To identify the area on the underside of the insole that corresponds to the ball of your foot, you can trace in light pencil the area where it touches on the upside of the insole, and follow that line to the underside.
Inside the user’s shoe, over the insole:
Identify the area on the insole that corresponds to the weight-bearing area or the area where you are feeling the metatarsal pain and trace a line in pencil if you need to. Place the pad directly behind it (towards the heel), and test it in different positions until you find the one that suits you best.
Remove the adhesive padding, place it on the insole, and your Metatarsalgia treatment will be ready to go.
If using pads or inserts to manage your foot pain, no matter which option you decide to use, take time in the placement of the pads. Correct placement can produce relief of your symptoms. Incorrect placement can enhance your symptoms. Always seek the guidance of a medical professional before proceeding with any health-related issue including Metatarsalgia treatment.

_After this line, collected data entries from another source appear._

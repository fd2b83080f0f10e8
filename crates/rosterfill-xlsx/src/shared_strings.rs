use std::collections::HashMap;

use quick_xml::events::{BytesEnd, BytesStart, BytesText, Event};
use quick_xml::name::QName;
use quick_xml::{Reader, Writer};

use crate::openxml::{element_prefix, prefixed_tag};
use crate::XlsxError;

/// Shared string table of a workbook, with append-only interning for new text.
///
/// Existing `<si>` items (including rich text) are never rewritten; new strings are appended
/// to the end of `<sst>` on save.
#[derive(Debug, Clone, Default)]
pub struct SharedStringTable {
    items: Vec<String>,
    plain_index: HashMap<String, u32>,
    loaded_len: usize,
    added_refs: u64,
}

impl SharedStringTable {
    pub fn parse(xml: &str) -> Result<Self, XlsxError> {
        let mut reader = Reader::from_str(xml);
        reader.config_mut().trim_text(false);

        let mut buf = Vec::new();
        let mut table = Self::default();
        loop {
            match reader.read_event_into(&mut buf)? {
                Event::Start(e) if e.local_name().as_ref() == b"si" => {
                    let (text, plain) = read_string_item(&mut reader, b"si")?;
                    let idx = table.items.len() as u32;
                    if plain {
                        table.plain_index.entry(text.clone()).or_insert(idx);
                    }
                    table.items.push(text);
                }
                Event::Empty(e) if e.local_name().as_ref() == b"si" => {
                    table.items.push(String::new());
                }
                Event::Eof => break,
                _ => {}
            }
            buf.clear();
        }
        table.loaded_len = table.items.len();
        Ok(table)
    }

    pub fn get(&self, idx: u32) -> Option<&str> {
        self.items.get(idx as usize).map(String::as_str)
    }

    pub fn len(&self) -> usize {
        self.items.len()
    }

    pub fn is_empty(&self) -> bool {
        self.items.is_empty()
    }

    /// Index of `text`, appending a new item when needed.
    pub fn intern(&mut self, text: &str) -> u32 {
        self.added_refs += 1;
        if let Some(idx) = self.plain_index.get(text) {
            return *idx;
        }
        let idx = self.items.len() as u32;
        self.items.push(text.to_string());
        self.plain_index.insert(text.to_string(), idx);
        idx
    }

    pub fn is_dirty(&self) -> bool {
        self.items.len() > self.loaded_len
    }

    /// Rewrite `sharedStrings.xml` with the appended items and refreshed counts.
    pub fn write_into(&self, original_xml: &str) -> Result<Vec<u8>, XlsxError> {
        let mut reader = Reader::from_str(original_xml);
        reader.config_mut().trim_text(false);
        let mut writer = Writer::new(Vec::new());
        let mut buf = Vec::new();

        loop {
            let event = reader.read_event_into(&mut buf)?;
            match event {
                Event::Eof => break,
                Event::Start(ref e) if e.local_name().as_ref() == b"sst" => {
                    writer.write_event(Event::Start(self.sst_start(e)?))?;
                }
                Event::Empty(ref e) if e.local_name().as_ref() == b"sst" => {
                    let start = self.sst_start(e)?;
                    let prefix = sst_prefix(e);
                    writer.write_event(Event::Start(start))?;
                    self.write_added(&mut writer, prefix.as_deref())?;
                    let tag = prefixed_tag(prefix.as_deref(), "sst");
                    writer.write_event(Event::End(BytesEnd::new(tag.as_str())))?;
                }
                Event::End(ref e) if e.local_name().as_ref() == b"sst" => {
                    let prefix = element_prefix(e.name().as_ref())
                        .map(|p| String::from_utf8_lossy(p).into_owned());
                    self.write_added(&mut writer, prefix.as_deref())?;
                    writer.write_event(Event::End(e.to_owned()))?;
                }
                _ => writer.write_event(event.to_owned())?,
            }
            buf.clear();
        }
        Ok(writer.into_inner())
    }

    fn sst_start(&self, e: &BytesStart<'_>) -> Result<BytesStart<'static>, XlsxError> {
        let name = String::from_utf8_lossy(e.name().as_ref()).into_owned();
        let mut count = None::<u64>;
        let mut start = BytesStart::new(name);
        for attr in e.attributes() {
            let attr = attr?;
            match attr.key.as_ref() {
                b"count" => count = attr.unescape_value()?.parse().ok(),
                b"uniqueCount" => {}
                _ => start.push_attribute(attr),
            }
        }
        let count = count.unwrap_or(self.loaded_len as u64) + self.added_refs;
        start.push_attribute(("count", count.to_string().as_str()));
        start.push_attribute(("uniqueCount", self.items.len().to_string().as_str()));
        Ok(start.into_owned())
    }

    fn write_added<W: std::io::Write>(
        &self,
        writer: &mut Writer<W>,
        prefix: Option<&str>,
    ) -> Result<(), XlsxError> {
        let si = prefixed_tag(prefix, "si");
        let t = prefixed_tag(prefix, "t");
        for text in &self.items[self.loaded_len..] {
            writer.write_event(Event::Start(BytesStart::new(si.as_str())))?;
            let mut t_start = BytesStart::new(t.as_str());
            if needs_space_preserve(text) {
                t_start.push_attribute(("xml:space", "preserve"));
            }
            writer.write_event(Event::Start(t_start))?;
            writer.write_event(Event::Text(BytesText::new(text)))?;
            writer.write_event(Event::End(BytesEnd::new(t.as_str())))?;
            writer.write_event(Event::End(BytesEnd::new(si.as_str())))?;
        }
        Ok(())
    }
}

fn sst_prefix(e: &BytesStart<'_>) -> Option<String> {
    element_prefix(e.name().as_ref()).map(|p| String::from_utf8_lossy(p).into_owned())
}

pub(crate) fn needs_space_preserve(s: &str) -> bool {
    s.starts_with(char::is_whitespace) || s.ends_with(char::is_whitespace) || s.contains('\n')
}

/// Visible text of a string item (`<si>` or inline `<is>`) and whether it is plain (no rich
/// runs). Consumes events up to the closing `end_local` tag.
pub(crate) fn read_string_item(
    reader: &mut Reader<&[u8]>,
    end_local: &[u8],
) -> Result<(String, bool), XlsxError> {
    let mut buf = Vec::new();
    let mut text = String::new();
    let mut plain = true;

    loop {
        match reader.read_event_into(&mut buf)? {
            Event::Start(e) if e.local_name().as_ref() == b"t" => {
                text.push_str(&read_text(reader, e.name())?);
            }
            Event::Start(e) if e.local_name().as_ref() == b"r" => {
                plain = false;
                text.push_str(&parse_r(reader)?);
            }
            Event::Start(e) => {
                // Phonetic runs and extensions carry `<t>` nodes that are not displayed.
                reader.read_to_end_into(e.name(), &mut Vec::new())?;
            }
            Event::End(e) if e.local_name().as_ref() == end_local => break,
            Event::Eof => return Err(XlsxError::Invalid("unexpected eof in string item".to_string())),
            _ => {}
        }
        buf.clear();
    }
    Ok((text, plain))
}

fn parse_r(reader: &mut Reader<&[u8]>) -> Result<String, XlsxError> {
    let mut buf = Vec::new();
    let mut text = String::new();
    loop {
        match reader.read_event_into(&mut buf)? {
            Event::Start(e) if e.local_name().as_ref() == b"t" => {
                text.push_str(&read_text(reader, e.name())?);
            }
            Event::Start(e) => {
                reader.read_to_end_into(e.name(), &mut Vec::new())?;
            }
            Event::End(e) if e.local_name().as_ref() == b"r" => break,
            Event::Eof => return Err(XlsxError::Invalid("unexpected eof in <r>".to_string())),
            _ => {}
        }
        buf.clear();
    }
    Ok(text)
}

/// Collect text content up to the matching end tag.
pub(crate) fn read_text(reader: &mut Reader<&[u8]>, end: QName<'_>) -> Result<String, XlsxError> {
    let end = end.as_ref().to_vec();
    let mut buf = Vec::new();
    let mut text = String::new();
    loop {
        match reader.read_event_into(&mut buf)? {
            Event::Text(t) => text.push_str(&t.unescape()?),
            Event::CData(t) => text.push_str(std::str::from_utf8(&t)?),
            Event::End(e) if e.name().as_ref() == end.as_slice() => break,
            Event::Eof => return Err(XlsxError::Invalid("unexpected eof in text".to_string())),
            _ => {}
        }
        buf.clear();
    }
    Ok(text)
}
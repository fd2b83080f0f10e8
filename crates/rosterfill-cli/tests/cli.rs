use std::ffi::OsStr;
use std::path::{Path, PathBuf};
use std::process::{Command, Output};

use pretty_assertions::assert_eq;

mod common;

use common::{build_zip_bytes, standard_template, LISTS, WORKBOOK, WORKBOOK_RELS};

fn rosterfill(args: &[&dyn AsRef<OsStr>]) -> Output {
    Command::new(env!("CARGO_BIN_EXE_rosterfill"))
        .args(args)
        .output()
        .expect("run rosterfill")
}

fn write(dir: &Path, name: &str, bytes: &[u8]) -> PathBuf {
    let path = dir.join(name);
    std::fs::write(&path, bytes).expect("write input");
    path
}

#[test]
fn sync_writes_output_and_json_diagnostics() {
    let dir = tempfile::tempdir().expect("temp dir");
    let template = write(dir.path(), "template.xlsx", &standard_template());
    let records = write(
        dir.path(),
        "export.csv",
        b"Employee ID;Date;Start;End\n111;05/03/2024;08:00;\n999;05/03/2024;08:00;16:00\n",
    );
    let out = dir.path().join("filled.xlsx");

    let missing = rosterfill(&[&"sync", &template, &records, &"-o", &out]);
    assert!(!missing.status.success());
    assert!(String::from_utf8_lossy(&missing.stderr).contains("row 2: 111"));
    assert!(!out.exists());

    let done = rosterfill(&[
        &"sync",
        &template,
        &records,
        &"-o",
        &out,
        &"--end-time-for",
        &"111=15:00",
        &"--format",
        &"json",
    ]);
    assert!(
        done.status.success(),
        "stderr:\n{}",
        String::from_utf8_lossy(&done.stderr)
    );
    let report: serde_json::Value = serde_json::from_slice(&done.stdout).expect("json report");
    assert_eq!(report["written"], 1);
    assert_eq!(report["unmatched"], serde_json::json!(["999"]));
    assert_eq!(report["end_times_filled"], 1);
    assert_eq!(report["sheets_with_validations"], 1);

    let verify = rosterfill(&[&"verify", &out]);
    assert!(verify.status.success());
    assert_eq!(
        String::from_utf8_lossy(&verify.stdout).trim(),
        "sheets with validations: 1"
    );
}

#[test]
fn verify_fails_without_validations() {
    let dir = tempfile::tempdir().expect("temp dir");
    let plain = build_zip_bytes(&[
        ("xl/workbook.xml", WORKBOOK),
        ("xl/_rels/workbook.xml.rels", WORKBOOK_RELS),
        ("xl/worksheets/sheet1.xml", LISTS),
        ("xl/worksheets/sheet2.xml", LISTS),
    ]);
    let path = write(dir.path(), "plain.xlsx", &plain);

    let output = rosterfill(&[&"verify", &path, &"--format", &"json"]);
    assert!(!output.status.success());
    let report: serde_json::Value = serde_json::from_slice(&output.stdout).expect("json report");
    assert_eq!(report["sheets_with_validations"], 0);
}

#[test]
fn patch_restores_validations_into_a_resaved_file() {
    let dir = tempfile::tempdir().expect("temp dir");
    let original = write(dir.path(), "original.xlsx", &standard_template());
    let resaved = write(
        dir.path(),
        "resaved.xlsx",
        &build_zip_bytes(&[
            ("xl/workbook.xml", WORKBOOK),
            ("xl/_rels/workbook.xml.rels", WORKBOOK_RELS),
            ("xl/worksheets/sheet1.xml", LISTS),
            ("xl/worksheets/sheet2.xml", LISTS),
        ]),
    );
    let out = dir.path().join("patched.xlsx");

    let output = rosterfill(&[&"patch", &resaved, &original, &"-o", &out]);
    assert!(
        output.status.success(),
        "stderr:\n{}",
        String::from_utf8_lossy(&output.stderr)
    );
    let stdout = String::from_utf8_lossy(&output.stdout);
    assert!(stdout.contains("patched: xl/worksheets/sheet1.xml"), "{stdout}");
    assert!(stdout.contains("copied forward: xl/styles.xml"), "{stdout}");

    let snapshot = rosterfill(&[&"snapshot", &out]);
    let stdout = String::from_utf8_lossy(&snapshot.stdout);
    assert!(stdout.contains("xl/worksheets/sheet1.xml: 1 rule(s)"), "{stdout}");
    assert!(stdout.contains("List H2:H500"), "{stdout}");
}
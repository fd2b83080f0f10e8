use chrono::{Duration, NaiveDate, NaiveDateTime, NaiveTime, Timelike};
use serde::{Deserialize, Serialize};

use crate::{CellValue, TemporalFormat};

const SECONDS_PER_DAY: f64 = 86_400.0;

/// Excel workbook date system used to interpret serial date values.
///
/// - `Excel1900` (default; includes the Lotus 1-2-3 leap year bug)
/// - `Excel1904` (`<workbookPr date1904="1"/>`)
#[derive(Debug, Clone, Copy, Default, PartialEq, Eq, Hash, Serialize, Deserialize)]
pub enum DateSystem {
    #[default]
    #[serde(rename = "excel1900")]
    Excel1900,
    #[serde(rename = "excel1904")]
    Excel1904,
}

impl DateSystem {
    /// Convert a serial number to a date-time. Returns `None` for negative or absurd serials.
    pub fn serial_to_datetime(self, serial: f64) -> Option<NaiveDateTime> {
        if !serial.is_finite() || serial < 0.0 || serial > 2_958_466.0 {
            return None;
        }
        let days = serial.trunc() as i64;
        let mut secs = ((serial - serial.trunc()) * SECONDS_PER_DAY).round() as i64;
        let mut days = days;
        if secs >= SECONDS_PER_DAY as i64 {
            days += 1;
            secs -= SECONDS_PER_DAY as i64;
        }

        let date = match self {
            DateSystem::Excel1900 => {
                // Serial 60 is the fictitious 1900-02-29; map it onto 1900-02-28.
                if days < 60 {
                    NaiveDate::from_ymd_opt(1899, 12, 31)? + Duration::days(days)
                } else if days == 60 {
                    NaiveDate::from_ymd_opt(1900, 2, 28)?
                } else {
                    NaiveDate::from_ymd_opt(1899, 12, 30)? + Duration::days(days)
                }
            }
            DateSystem::Excel1904 => NaiveDate::from_ymd_opt(1904, 1, 1)? + Duration::days(days),
        };
        let time = NaiveTime::from_num_seconds_from_midnight_opt(secs as u32, 0)?;
        Some(NaiveDateTime::new(date, time))
    }

    pub fn date_to_serial(self, date: NaiveDate) -> f64 {
        let days = match self {
            DateSystem::Excel1900 => {
                let cutoff = NaiveDate::from_ymd_opt(1900, 3, 1).unwrap_or_default();
                let epoch = if date < cutoff {
                    NaiveDate::from_ymd_opt(1899, 12, 31)
                } else {
                    NaiveDate::from_ymd_opt(1899, 12, 30)
                };
                (date - epoch.unwrap_or_default()).num_days()
            }
            DateSystem::Excel1904 => {
                (date - NaiveDate::from_ymd_opt(1904, 1, 1).unwrap_or_default()).num_days()
            }
        };
        days as f64
    }

    pub fn datetime_to_serial(self, value: NaiveDateTime) -> f64 {
        self.date_to_serial(value.date()) + time_to_fraction(value.time())
    }
}

/// Fraction of a day represented by `time` (`12:00 -> 0.5`).
pub fn time_to_fraction(time: NaiveTime) -> f64 {
    time.num_seconds_from_midnight() as f64 / SECONDS_PER_DAY
}

/// Interpret a numeric cell according to its number format.
pub fn serial_to_value(serial: f64, format: TemporalFormat, system: DateSystem) -> CellValue {
    let Some(datetime) = system.serial_to_datetime(serial) else {
        return CellValue::Number(serial);
    };
    match format {
        TemporalFormat::Date => CellValue::Date(datetime.date()),
        // Time formats on serials >= 1 still show only the clock part.
        TemporalFormat::Time => CellValue::Time(datetime.time()),
        TemporalFormat::DateTime => CellValue::DateTime(datetime),
    }
}

/// Serial representation of a temporal value, or `None` for non-temporal values.
pub fn value_to_serial(value: &CellValue, system: DateSystem) -> Option<f64> {
    match value {
        CellValue::Date(d) => Some(system.date_to_serial(*d)),
        CellValue::Time(t) => Some(time_to_fraction(*t)),
        CellValue::DateTime(dt) => Some(system.datetime_to_serial(*dt)),
        _ => None,
    }
}

#[cfg(test)]
mod tests {
    use super::*;

    fn ymd(y: i32, m: u32, d: u32) -> NaiveDate {
        NaiveDate::from_ymd_opt(y, m, d).unwrap()
    }

    #[test]
    fn known_serials_1900() {
        let sys = DateSystem::Excel1900;
        assert_eq!(sys.serial_to_datetime(1.0).unwrap().date(), ymd(1900, 1, 1));
        assert_eq!(sys.serial_to_datetime(59.0).unwrap().date(), ymd(1900, 2, 28));
        assert_eq!(sys.serial_to_datetime(61.0).unwrap().date(), ymd(1900, 3, 1));
        assert_eq!(sys.serial_to_datetime(45292.0).unwrap().date(), ymd(2024, 1, 1));
        assert_eq!(sys.date_to_serial(ymd(2024, 1, 1)), 45292.0);
        assert_eq!(sys.date_to_serial(ymd(1900, 1, 1)), 1.0);
    }

    #[test]
    fn fractional_serials_carry_time() {
        let dt = DateSystem::Excel1900.serial_to_datetime(45292.75).unwrap();
        assert_eq!(dt.time(), NaiveTime::from_hms_opt(18, 0, 0).unwrap());

        let value = serial_to_value(0.5, TemporalFormat::Time, DateSystem::Excel1900);
        assert_eq!(value, CellValue::Time(NaiveTime::from_hms_opt(12, 0, 0).unwrap()));
    }

    #[test]
    fn system_1904_offsets() {
        let sys = DateSystem::Excel1904;
        assert_eq!(sys.serial_to_datetime(0.0).unwrap().date(), ymd(1904, 1, 1));
        assert_eq!(sys.date_to_serial(ymd(1904, 1, 2)), 1.0);
    }
}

Alternatives to Metatarsal Pads
If your sore feet are caused by the nagging symptoms of Metatarsalgia, then you know all about Metatarsal pain. In addition to getting relief from inserts, pads, or pharmaceuticals, the ability to give yourself massages and do stretches to alleviate the pain in the ball of the foot can prove quite beneficial. Here are two widely used techniques you can try that may help treat your sore feet.
Massaging Away Metatarsal Pain
Massaging the correct area of your foot can help relieve the pressure of swelling and can also provide increased circulation to the affected area. It has the potential to give great relief from your foot pain. To properly do this procedure, cross the affected foot over your knee. Form a fist with your opposite hand and use your knuckles to apply gentle pressure to the bottom of the foot, starting near the arch or the ball of the foot.
Use small controlled circular motions and stroke your foot upwards towards the point of the toes. If done properly, this repeated action will get the blood in the foot to circulate sending oxygen to the muscles and ultimately relieving some or all of the foot pain and is an excellent Metatarsalgia treatment. It may take some time to get the motion down properly, so try this massage several times.
Stretching to Relieve Metatarsal Pain
Daily stretching is another way of relieving pain in the ball of your foot. An ankle extension stretch can offer great relief from this pain. To perform an ankle extension stretch, sit on the edge of a chair or a bed, whichever you find more comfortable. Place the affected foot across your thigh, while resting the other foot on the ground, which will keep you stabilized. Use one hand to grip the ankle of the affected foot and the other hand to grip the toes. Gently and slowly pull your toes towards you until you feel a great amount of pain.
Make sure to do this slowly and in a controlled manner. Hold the toes in this position for at least 10 seconds and then release them for 10 seconds. Perform this procedure eight times in sets of three. Carry out this routine throughout the day and on a daily basis as needed. It is especially useful after waking as muscles can tighten while sleeping causing extreme metatarsal pain in the morning.
The massage and stretch techniques listed above are quite beneficial for managing metatarsal pain and work even better if they are used together. While these procedures are designed for self-application, if you need assistance anyone else that is willing to administer help can do them. You can also alternate both techniques to reduce nagging pain.
If stretching and massaging are not sufficient to reliving your metatarsal pain you may need additional help. Meet with a physician to show you how to properly perform the procedures.
They may also offer additional help such as metatarsal pads that you can use throughout the day on their own or with self-performed physical therapy. Metatarsal pain can grow over time if left untreated, so it is not something that you will want to ignore.